Maj. Gen. Max Haston, Tennessee's Adjutant General, presented Robert H. Marshall the Bronze Star with “V” device for valor at a ceremony in Downtown Knoxville.

KNOXVILLE (WATE) – A Korean War veteran whose heroic actions in 1951 helped keep an American tank from falling into enemy hands and kept American soldiers from being injured was honored Monday with the Bronze Star Medal with Valor.

Maj. Gen. Max Haston, Tennessee’s Adjutant General, presented Robert H. Marshall the Bronze Star with “V” device for valor at a ceremony in Downtown Knoxville.

“It’s just amazing that we’ve waited this long to recognize this,” Haston said.

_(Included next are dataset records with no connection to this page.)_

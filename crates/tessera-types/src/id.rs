use std::fmt;
use std::str::FromStr;

use serde::{Deserialize, Deserializer, Serialize, Serializer};

use crate::error::{TypeError, TypeResult};

/// Length of an [`Id`] in bytes.
pub const ID_LEN: usize = 32;

/// Number of leading bytes shown by [`Id::short_hex`].
pub const SHORT_ID_LEN: usize = 4;

/// Content-addressed identifier for a stored blob or container.
///
/// An `Id` is the BLAKE3 hash of some content. Identifiers are totally ordered
/// by unsigned byte-wise comparison, most significant byte first, which is the
/// order the derived `Ord` on the inner array already gives.
#[derive(Clone, Copy, PartialEq, Eq, Hash, PartialOrd, Ord, Default)]
pub struct Id([u8; ID_LEN]);

impl Id {
    /// Hash `data` into a new identifier.
    pub fn hash(data: &[u8]) -> Self {
        Self(*blake3::hash(data).as_bytes())
    }

    /// Wrap a pre-computed hash.
    pub const fn from_hash(hash: [u8; ID_LEN]) -> Self {
        Self(hash)
    }

    /// The null identifier (all zeros).
    pub const fn null() -> Self {
        Self([0u8; ID_LEN])
    }

    /// Returns `true` if this is the null identifier.
    pub fn is_null(&self) -> bool {
        self.0 == [0u8; ID_LEN]
    }

    /// The raw hash bytes.
    pub fn as_bytes(&self) -> &[u8; ID_LEN] {
        &self.0
    }

    /// Full lowercase hex encoding.
    pub fn to_hex(&self) -> String {
        hex::encode(self.0)
    }

    /// Short form for diagnostics: hex of the first [`SHORT_ID_LEN`] bytes.
    ///
    /// Never use this for equality or persistence, prefixes collide.
    pub fn short_hex(&self) -> String {
        hex::encode(&self.0[..SHORT_ID_LEN])
    }

    /// Parse a full-length hex string.
    pub fn from_hex(s: &str) -> TypeResult<Self> {
        let bytes = hex::decode(s).map_err(|e| TypeError::InvalidHex(e.to_string()))?;
        let arr: [u8; ID_LEN] = bytes
            .as_slice()
            .try_into()
            .map_err(|_| TypeError::InvalidLength {
                expected: ID_LEN,
                actual: bytes.len(),
            })?;
        Ok(Self(arr))
    }
}

impl fmt::Debug for Id {
    fn fmt(&self, f: &mut fmt::Formatter<'_>) -> fmt::Result {
        write!(f, "Id({})", self.short_hex())
    }
}

impl fmt::Display for Id {
    fn fmt(&self, f: &mut fmt::Formatter<'_>) -> fmt::Result {
        write!(f, "{}", self.to_hex())
    }
}

impl FromStr for Id {
    type Err = TypeError;

    fn from_str(s: &str) -> Result<Self, Self::Err> {
        Self::from_hex(s)
    }
}

impl From<[u8; ID_LEN]> for Id {
    fn from(bytes: [u8; ID_LEN]) -> Self {
        Self(bytes)
    }
}

impl From<Id> for [u8; ID_LEN] {
    fn from(id: Id) -> Self {
        id.0
    }
}

impl AsRef<[u8]> for Id {
    fn as_ref(&self) -> &[u8] {
        &self.0
    }
}

// Index documents carry ids as hex strings, not byte arrays.
impl Serialize for Id {
    fn serialize<S: Serializer>(&self, serializer: S) -> Result<S::Ok, S::Error> {
        serializer.serialize_str(&self.to_hex())
    }
}

impl<'de> Deserialize<'de> for Id {
    fn deserialize<D: Deserializer<'de>>(deserializer: D) -> Result<Self, D::Error> {
        let s = String::deserialize(deserializer)?;
        Self::from_hex(&s).map_err(serde::de::Error::custom)
    }
}
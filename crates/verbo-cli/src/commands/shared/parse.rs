use verbo_core::{Language, Tense};

/// Parse a tense name, accepting `-` for `_` (`passato-remoto`).
pub fn parse_tense(raw: &str) -> anyhow::Result<Tense> {
    raw.replace('-', "_").parse::<Tense>().map_err(|_| {
        let names = Tense::ALL.map(Tense::as_str).join(", ");
        anyhow::anyhow!("invalid tense '{raw}' (available: {names})")
    })
}

/// Parse every tense, reporting all invalid names at once.
pub fn parse_tenses(raw: &[String]) -> anyhow::Result<Vec<Tense>> {
    let (valid, invalid): (Vec<_>, Vec<_>) = raw
        .iter()
        .map(|name| (name, parse_tense(name)))
        .partition(|(_, parsed)| parsed.is_ok());
    if !invalid.is_empty() {
        let names = invalid
            .iter()
            .map(|(name, _)| name.as_str())
            .collect::<Vec<_>>()
            .join(", ");
        let available = Tense::ALL.map(Tense::as_str).join(", ");
        anyhow::bail!("invalid tense(s): {names} (available: {available})");
    }
    Ok(valid
        .into_iter()
        .filter_map(|(_, parsed)| parsed.ok())
        .collect())
}

pub fn parse_language(raw: &str) -> anyhow::Result<Language> {
    raw.parse::<Language>()
        .map_err(|error| anyhow::anyhow!("invalid language: {error}"))
}
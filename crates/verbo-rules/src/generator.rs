//! Regular Italian conjugation from fixed suffix tables.
//!
//! Presente, imperfetto and passato remoto append group-specific endings to
//! the root. Futuro works from the whole infinitive and is the same for every
//! group, `OTHER` included. Groups without a rule produce no forms at all;
//! callers treat an empty result as "cannot assess".

use verbo_core::{ConjugationTable, PERSONS, Tense, VerbGroup, VerbIdentity};

type Endings = [&'static str; PERSONS];

/// Endings of one tense for the three regular groups.
struct GroupEndings {
    are: Endings,
    ere: Endings,
    ire: Endings,
}

impl GroupEndings {
    const fn for_group(&self, group: VerbGroup) -> Option<&Endings> {
        match group {
            VerbGroup::Are => Some(&self.are),
            VerbGroup::Ere => Some(&self.ere),
            VerbGroup::Ire => Some(&self.ire),
            VerbGroup::Other => None,
        }
    }
}

static PRESENTE: GroupEndings = GroupEndings {
    are: ["o", "i", "a", "iamo", "ate", "ano"],
    ere: ["o", "i", "e", "iamo", "ete", "ono"],
    ire: ["o", "i", "e", "iamo", "ite", "ono"],
};

static IMPERFETTO: GroupEndings = GroupEndings {
    are: ["avo", "avi", "ava", "avamo", "avate", "avano"],
    ere: ["evo", "evi", "eva", "evamo", "evate", "evano"],
    ire: ["ivo", "ivi", "iva", "ivamo", "ivate", "ivano"],
};

// ERE has a second historical pattern (-etti, -ette, -ettero); only the -ei
// series is generated.
static PASSATO_REMOTO: GroupEndings = GroupEndings {
    are: ["ai", "asti", "ò", "ammo", "aste", "arono"],
    ere: ["ei", "esti", "é", "emmo", "este", "erono"],
    ire: ["ii", "isti", "ì", "immo", "iste", "irono"],
};

static FUTURO: Endings = ["ò", "ai", "à", "emo", "ete", "anno"];

/// Root-based endings table for a tense; `None` for futuro and compound tenses.
fn root_table(tense: Tense) -> Option<&'static GroupEndings> {
    match tense {
        Tense::Presente => Some(&PRESENTE),
        Tense::Imperfetto => Some(&IMPERFETTO),
        Tense::PassatoRemoto => Some(&PASSATO_REMOTO),
        Tense::Futuro
        | Tense::PassatoProssimo
        | Tense::TrapassatoProssimo
        | Tense::TrapassatoRemoto
        | Tense::FuturoAnteriore => None,
    }
}

fn append_all(stem: &str, endings: &Endings) -> Vec<String> {
    endings.iter().map(|ending| format!("{stem}{ending}")).collect()
}

fn from_root(tense: Tense, root: &str, group: VerbGroup) -> Vec<String> {
    root_table(tense)
        .and_then(|table| table.for_group(group))
        .map(|endings| append_all(root, endings))
        .unwrap_or_default()
}

#[must_use]
pub fn presente(root: &str, group: VerbGroup) -> Vec<String> {
    from_root(Tense::Presente, root, group)
}

#[must_use]
pub fn imperfetto(root: &str, group: VerbGroup) -> Vec<String> {
    from_root(Tense::Imperfetto, root, group)
}

#[must_use]
pub fn passato_remoto(root: &str, group: VerbGroup) -> Vec<String> {
    from_root(Tense::PassatoRemoto, root, group)
}

/// Future stem: `-are` becomes `-er`, any other infinitive drops its last letter.
#[must_use]
pub fn futuro_stem(infinitive: &str) -> String {
    if let Some(base) = infinitive.strip_suffix("are") {
        return format!("{base}er");
    }
    let mut stem = infinitive.to_string();
    stem.pop();
    stem
}

/// Six future forms. Never empty.
#[must_use]
pub fn futuro(infinitive: &str) -> Vec<String> {
    append_all(&futuro_stem(infinitive), &FUTURO)
}

/// Regular forms of `tense` for a verb, or an empty vector when no rule exists.
#[must_use]
pub fn regular_forms(identity: &VerbIdentity, tense: Tense) -> Vec<String> {
    match tense {
        Tense::Futuro => futuro(&identity.infinitive),
        other => from_root(other, &identity.root, identity.group),
    }
}

/// All analyzed tenses that have a rule for this verb.
#[must_use]
pub fn canonical_conjugation(identity: &VerbIdentity) -> ConjugationTable {
    Tense::ANALYZED
        .into_iter()
        .map(|tense| (tense, regular_forms(identity, tense)))
        .filter(|(_, forms)| !forms.is_empty())
        .collect()
}
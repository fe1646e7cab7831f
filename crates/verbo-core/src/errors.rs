//! Cross-cutting error types for verbo.
//!
//! Domain-specific errors (`RulesError`, `CatalogError`, `ConfigError`) live in
//! their own crates. They converge into `anyhow` in `verbo-cli`.

use thiserror::Error;

/// Errors that can be raised by any verbo crate.
#[derive(Debug, Error, PartialEq, Eq)]
pub enum CoreError {
    /// A tense name outside the known set.
    #[error("Unknown tense: '{0}'")]
    UnknownTense(String),

    /// A conjugation group tag outside ARE/ERE/IRE/OTHER.
    #[error("Unknown verb group: '{0}'")]
    UnknownGroup(String),

    /// A language code outside it/fr/de.
    #[error("Unknown language: '{0}'")]
    UnknownLanguage(String),

    /// Data failed validation (empty infinitive, malformed input).
    #[error("Validation error: {0}")]
    Validation(String),
}
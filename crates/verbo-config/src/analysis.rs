//! Mismatch report rendering.

use serde::{Deserialize, Serialize};
use verbo_core::PERSONS;

use crate::error::ConfigError;

const fn default_preview_forms() -> usize {
    3
}

#[derive(Debug, Clone, Deserialize, Serialize)]
pub struct AnalysisConfig {
    /// How many actual/expected forms a text report shows per tense.
    #[serde(default = "default_preview_forms")]
    pub preview_forms: usize,
}

impl Default for AnalysisConfig {
    fn default() -> Self {
        Self {
            preview_forms: default_preview_forms(),
        }
    }
}

impl AnalysisConfig {
    /// # Errors
    ///
    /// Returns [`ConfigError::InvalidValue`] unless `preview_forms` is in `1..=6`.
    pub fn validate(&self) -> Result<(), ConfigError> {
        if !(1..=PERSONS).contains(&self.preview_forms) {
            return Err(ConfigError::invalid(
                "analysis.preview_forms",
                format!("must be between 1 and {PERSONS}, got {}", self.preview_forms),
            ));
        }
        Ok(())
    }
}
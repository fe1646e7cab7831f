use std::path::PathBuf;

use thiserror::Error;
use verbo_core::{CoreError, Language, Tense};

#[derive(Debug, Error)]
pub enum RulesError {
    #[error("io error reading '{path}': {source}")]
    Io {
        path: PathBuf,
        source: std::io::Error,
    },
    #[error("json parse error: {0}")]
    Json(#[from] serde_json::Error),
    #[error(transparent)]
    Core(#[from] CoreError),
    #[error("no indicative conjugations found for '{0}'")]
    NoConjugations(String),
    #[error("no rule table for tense '{tense}' in language '{language}'")]
    UnsupportedTense { language: Language, tense: Tense },
    #[error("no conjugation rules for language '{0}'")]
    UnsupportedLanguage(Language),
    #[error("person '{person}' is not valid for language '{language}'")]
    UnknownPerson { language: Language, person: String },
}
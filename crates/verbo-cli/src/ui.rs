use std::io::IsTerminal;
use std::sync::OnceLock;

use crate::cli::{ColorMode, GlobalFlags, OutputFormat, ProgressMode};

#[derive(Clone, Copy, Debug, Default)]
pub struct UiPrefs {
    pub table_color: bool,
    pub progress: bool,
    pub term_width: Option<usize>,
}

static UI_PREFS: OnceLock<UiPrefs> = OnceLock::new();

fn resolve(flags: &GlobalFlags, stdout_tty: bool, stderr_tty: bool, no_color: bool) -> UiPrefs {
    let table = flags.format == OutputFormat::Table;
    let table_color = match flags.color {
        ColorMode::Always => table,
        ColorMode::Never => false,
        ColorMode::Auto => stdout_tty && table && !flags.quiet && !no_color,
    };

    // Bars draw on stderr, so stdout may be piped.
    let progress = match flags.progress {
        ProgressMode::On => !flags.quiet,
        ProgressMode::Off => false,
        ProgressMode::Auto => stderr_tty && !flags.quiet,
    };

    UiPrefs {
        table_color,
        progress,
        term_width: None,
    }
}

pub fn init(flags: &GlobalFlags) {
    let mut prefs = resolve(
        flags,
        std::io::stdout().is_terminal(),
        std::io::stderr().is_terminal(),
        std::env::var_os("NO_COLOR").is_some(),
    );
    prefs.term_width = std::env::var("COLUMNS")
        .ok()
        .and_then(|value| value.parse::<usize>().ok())
        .filter(|width| *width >= 40);

    let _ = UI_PREFS.set(prefs);
}

#[must_use]
pub fn prefs() -> UiPrefs {
    UI_PREFS.get().copied().unwrap_or_default()
}

#[cfg(test)]
mod tests {
    use super::*;

    fn flags(format: OutputFormat, color: ColorMode, progress: ProgressMode) -> GlobalFlags {
        GlobalFlags {
            format,
            limit: None,
            quiet: false,
            verbose: false,
            catalog: None,
            color,
            progress,
        }
    }

    #[test]
    fn color_only_applies_to_tables() {
        let json = flags(OutputFormat::Json, ColorMode::Always, ProgressMode::Auto);
        assert!(!resolve(&json, true, true, false).table_color);

        let table = flags(OutputFormat::Table, ColorMode::Always, ProgressMode::Auto);
        assert!(resolve(&table, false, false, true).table_color);
    }

    #[test]
    fn auto_color_respects_tty_and_no_color() {
        let table = flags(OutputFormat::Table, ColorMode::Auto, ProgressMode::Auto);
        assert!(resolve(&table, true, true, false).table_color);
        assert!(!resolve(&table, false, true, false).table_color);
        assert!(!resolve(&table, true, true, true).table_color);
    }

    #[test]
    fn progress_modes() {
        let auto = flags(OutputFormat::Json, ColorMode::Auto, ProgressMode::Auto);
        assert!(resolve(&auto, false, true, false).progress);
        assert!(!resolve(&auto, true, false, false).progress);

        let on = flags(OutputFormat::Json, ColorMode::Auto, ProgressMode::On);
        assert!(resolve(&on, false, false, false).progress);

        let mut quiet = on;
        quiet.quiet = true;
        assert!(!resolve(&quiet, true, true, false).progress);
    }
}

Corporal Marshall was serving with Company A, 72nd Tank Battalion, 2nd Infantry Division in 1951 when he led a small group of soldiers to retrieve an abandoned American tank in a river near enemy lines.

“The captain told me, ‘You know, you might die’. He says, ‘I won’t put anybody into that. I’d like you to do it, but if you don’t I won’t do nothing to you’. I looked at him and I said, ‘I’ll do it!’ And I done it,” said Corporal Marshall.

Marshall waded through the river toward the tank as enemy weapons were fired all around him.

“I got down there on that tank and I looked at it and I said, ‘Gah!’ It’s all water up to my nose. Everything was up. I looked at it and they were still hitting me,” he said.

He was able to enter the tank and start it by reaching underwater to access the controls. Knowing it could easily overturn or become further stuck, Marshall was able to put the tank in reverse, lock the brakes and let out the clutch, causing the tank to lurch backwards and dislodge from the rocks.

He was then able to get the tank out of the river and drive it to a friendly location.

Though Marshall’s actions were mostly forgotten in later years, Sen. Lamar Alexander’s office and others were able to ensure that Marshall, who now lives in Knoxville, was properly recognized for his deeds.

“All those years of service to our country and our military and then service to our community, and then to be able to do this today is pretty special,” said Haston.

“Americans depend every day on the brave men and women of our Armed Services who sacrifice so much to protect our freedom and keep us safe, and Corporal Marshall’s heroic actions on that day in September of 1951 exemplify that bravery,” Alexander said. “I am pleased to congratulate Corporal Marshall on this overdue and well-deserved honor, and I thank him for his dedicated service to our country.”